START Working data

//! Node storage for the arena-backed tree.

/// The color of a Red-Black Tree node.
///
/// An absent child is treated as [`Color::Black`] wherever a color is read.
#[derive(Clone, Copy, PartialEq, Eq, Hash, Debug)]
pub enum Color {
    /// A red node. Never the root, never the child of another red node.
    Red,
    /// A black node.
    Black,
}

impl Color {
    /// Returns the one-letter tag used by the debug dump.
    #[must_use]
    pub const fn tag(self) -> char {
        match self {
            Self::Red => 'R',
            Self::Black => 'B',
        }
    }
}

/// Which child of a node a link refers to.
///
/// The fixup routines are written once against a `Side` and its
/// [`opposite`](Side::opposite), instead of once per mirror image.
#[derive(Clone, Copy, PartialEq, Eq, Hash, Debug)]
pub enum Side {
    /// The left child: keys strictly less than the node's key.
    Left,
    /// The right child: keys greater than or equal to the node's key.
    Right,
}

impl Side {
    /// Returns the mirror image of this side.
    #[inline]
    #[must_use]
    pub const fn opposite(self) -> Self {
        match self {
            Self::Left => Self::Right,
            Self::Right => Self::Left,
        }
    }

    #[inline]
    const fn slot(self) -> usize {
        match self {
            Self::Left => 0,
            Self::Right => 1,
        }
    }
}

/// Internal node structure for the Red-Black Tree.
#[derive(Clone, Debug)]
pub(crate) struct Node<K> {
    pub(crate) key: K,
    pub(crate) color: Color,
    pub(crate) parent: Option<usize>,
    children: [Option<usize>; 2],
}

impl<K> Node<K> {
    /// Creates a new red node with no children.
    pub(crate) const fn new_red(key: K, parent: Option<usize>) -> Self {
        Self {
            key,
            color: Color::Red,
            parent,
            children: [None, None],
        }
    }

    #[inline]
    pub(crate) const fn child(&self, side: Side) -> Option<usize> {
        self.children[side.slot()]
    }

    #[inline]
    pub(crate) const fn set_child(&mut self, side: Side, child: Option<usize>) {
        self.children[side.slot()] = child;
    }
}

/// One arena cell. `generation` is bumped every time the cell is vacated.
#[derive(Clone, Debug)]
pub(crate) struct Slot<K> {
    pub(crate) generation: u32,
    pub(crate) node: Option<Node<K>>,
}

END Working data

• [What you will do]:
Write every record above out again exactly as it stands.

• [Solution to the exercise]:
//! Node storage for the arena-backed tree.

/// The color of a Red-Black Tree node.
///
/// An absent child is treated as [`Color::Black`] wherever a color is read.
#[derive(Clone, Copy, PartialEq, Eq, Hash, Debug)]
pub enum Color {
    /// A red node. Never the root, never the child of another red node.
    Red,
    /// A black node.
    Black,
}

impl Color {
    /// Returns the one-letter tag used by the debug dump.
    #[must_use]
    pub const fn tag(self) -> char {
        match self {
            Self::Red => 'R',
            Self::Black => 'B',
        }
    }
}

/// Which child of a node a link refers to.
///
/// The fixup routines are written once against a `Side` and its
/// [`opposite`](Side::opposite), instead of once per mirror image.
#[derive(Clone, Copy, PartialEq, Eq, Hash, Debug)]
pub enum Side {
    /// The left child: keys strictly less than the node's key.
    Left,
    /// The right child: keys greater than or equal to the node's key.
    Right,
}

impl Side {
    /// Returns the mirror image of this side.
    #[inline]
    #[must_use]
    pub const fn opposite(self) -> Self {
        match self {
            Self::Left => Self::Right,
            Self::Right => Self::Left,
        }
    }

    #[inline]
    const fn slot(self) -> usize {
        match self {
            Self::Left => 0,
            Self::Right => 1,
        }
    }
}

/// Internal node structure for the Red-Black Tree.
#[derive(Clone, Debug)]
pub(crate) struct Node<K> {
    pub(crate) key: K,
    pub(crate) color: Color,
    pub(crate) parent: Option<usize>,
    children: [Option<usize>; 2],
}

impl<K> Node<K> {
    /// Creates a new red node with no children.
    pub(crate) const fn new_red(key: K, parent: Option<usize>) -> Self {
        Self {
            key,
            color: Color::Red,
            parent,
            children: [None, None],
        }
    }

    #[inline]
    pub(crate) const fn child(&self, side: Side) -> Option<usize> {
        self.children[side.slot()]
    }

    #[inline]
    pub(crate) const fn set_child(&mut self, side: Side, child: Option<usize>) {
        self.children[side.slot()] = child;
    }
}

/// One arena cell. `generation` is bumped every time the cell is vacated.
#[derive(Clone, Debug)]
pub(crate) struct Slot<K> {
    pub(crate) generation: u32,
    pub(crate) node: Option<Node<K>>,
}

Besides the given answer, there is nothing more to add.